Work with your doctor and your dietitian to develop a nutrition program that fits your needs and lifestyle. Your doctor can prescribe lifestyle changes and medicine that can help control your diabetes. Having diabetes puts you at an increased risk for stroke. By controlling your diabetes, you may lower your risk for stroke.
Include exercise in the activities you enjoy in your daily routine. A brisk walk for as little as 30 minutes a day can improve your health in many ways, and may reduce your risk for stroke. Try walking with a friend. That makes it more likely that you'll make it a habit.
If you don't enjoy walking, choose another exercise activity that suits your lifestyle, such as riding a bicycle, playing golf, swimming, dancing, playing tennis, or taking an aerobics class. Make time each day to take care of yourself by exercising.
8. Enjoy a lower sodium (salt), lower fat diet.
By cutting down on sodium and fat in your diet, you may be able to lower your blood pressure and, most importantly, lower your risk for stroke.
Work toward a balanced diet with plenty of fruits, vegetables, grains, and a moderate amount of protein each day. Adding fiber, such as whole grain bread and cereal products, raw, unpeeled fruits and vegetables and dried beans to the diet can reduce cholesterol levels by 6 to 19 percent.
9. Monitor circulation problems.
Ask your doctor if you have circulation problems, which increase your risk for stroke.
Strokes can be caused by problems with your heart, arteries and veins, or the blood that flows through them. Together, they are your circulation system. Your doctor can check to see if you have problems in the circulation supplying blood to your brain.
Fatty deposits - caused by atherosclerosis or other diseases - can block the arteries, which carry blood from your heart to your brain.

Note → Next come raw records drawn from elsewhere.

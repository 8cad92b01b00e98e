//! Write-permission gate and human-actor check.
//!
//! Both gates run before any comment is posted. The permission gate
//! resolves the actor's repository role and compares it against the write
//! threshold; when the role cannot be resolved at all, trust falls back to
//! the credential: an ambient job credential was issued by the CI system
//! for this project, so holding one stands in for membership. Every grant
//! path emits its own audit line so logs show which rule admitted the run.

use herald_core::platform::Platform;
use herald_core::HeraldError;

/// Decides whether `username` may drive a run against this repository.
///
/// `ambient_credential` is true when the API credential is the CI-issued
/// job credential rather than a configured token. Membership lookups that
/// fail upstream degrade into the same fallback as "no membership"; only
/// transport-level failures propagate.
pub async fn has_write_access(
    platform: &dyn Platform,
    username: &str,
    ambient_credential: bool,
) -> Result<bool, HeraldError> {
    if username.trim().is_empty() {
        return Ok(ambient_fallback(username, ambient_credential, "no actor signal"));
    }
    match platform.actor_access_level(username).await {
        Ok(Some(level)) => {
            if level.can_write() {
                tracing::info!(
                    actor = username,
                    access_level = level.0,
                    "write access verified by role lookup"
                );
                Ok(true)
            } else {
                tracing::warn!(
                    actor = username,
                    access_level = level.0,
                    "write access denied: role below write threshold"
                );
                Ok(false)
            }
        }
        Ok(None) => Ok(ambient_fallback(
            username,
            ambient_credential,
            "no project membership",
        )),
        Err(error) if matches!(error, HeraldError::UpstreamApi { .. }) => {
            tracing::warn!(actor = username, error = %error, "membership lookup failed");
            Ok(ambient_fallback(
                username,
                ambient_credential,
                "membership lookup failed",
            ))
        }
        Err(error) => Err(error),
    }
}

fn ambient_fallback(username: &str, ambient_credential: bool, reason: &str) -> bool {
    if ambient_credential {
        tracing::info!(
            actor = username,
            reason,
            "write access granted by ambient job credential"
        );
        true
    } else {
        tracing::warn!(
            actor = username,
            reason,
            "write access denied: cannot verify membership and credential is not ambient"
        );
        false
    }
}

/// Rejects runs triggered by platform-flagged bot accounts.
///
/// Only a positive bot flag rejects. A missing flag, an unknown actor, or
/// a failed profile lookup degrades to a warning so transient lookup
/// problems never block a legitimate run.
pub async fn assert_human_actor(
    platform: &dyn Platform,
    username: &str,
) -> Result<(), HeraldError> {
    if username.trim().is_empty() {
        tracing::warn!("no actor signal; skipping bot-actor check");
        return Ok(());
    }
    match platform.actor_profile(username).await {
        Ok(profile) if profile.is_bot == Some(true) => Err(HeraldError::BotActor {
            username: username.to_string(),
        }),
        Ok(_) => Ok(()),
        Err(error) => {
            tracing::warn!(
                actor = username,
                error = %error,
                "could not verify actor profile; proceeding"
            );
            Ok(())
        }
    }
}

These arteries, located on each side of your neck, are called carotid and vertebral arteries. This kind of blockage, if left untreated, can cause a stroke.
You can be tested for this problem by your doctor. Your doctor can listen to your arteries just as he listens to your heart, or look at ultrasound or MRI images.
If you have blood problems such as sickle cell disease, severe anemia, or other diseases, work with your doctor to manage these problems. Left untreated, they can cause stroke. Circulation problems usually can be treated with medications. If your doctor prescribes aspirin, warfarin, ticlopidine, clopidogrel, dipyridamole, or other medicine for circulation problems, take it exactly as prescribed. Occasionally, surgery is necessary to correct circulation problems such as a blocked artery.
Symptoms of a Stroke
If you have any stroke symptoms, call 911 immediately
-- Sudden numbness or weakness of face, arm or leg - especially on one side of the body.
-- Sudden confusion, trouble speaking or understanding.
-- Sudden trouble seeing in one or both eyes.
-- Sudden difficulty walking, dizziness, loss of balance or coordination.
-- Sudden severe headache with no known cause.
If you experience any of these symptoms, you may have had a TIA or mini- stroke. Ask your doctor if you can lower your risk for stroke by taking aspirin, or by other means.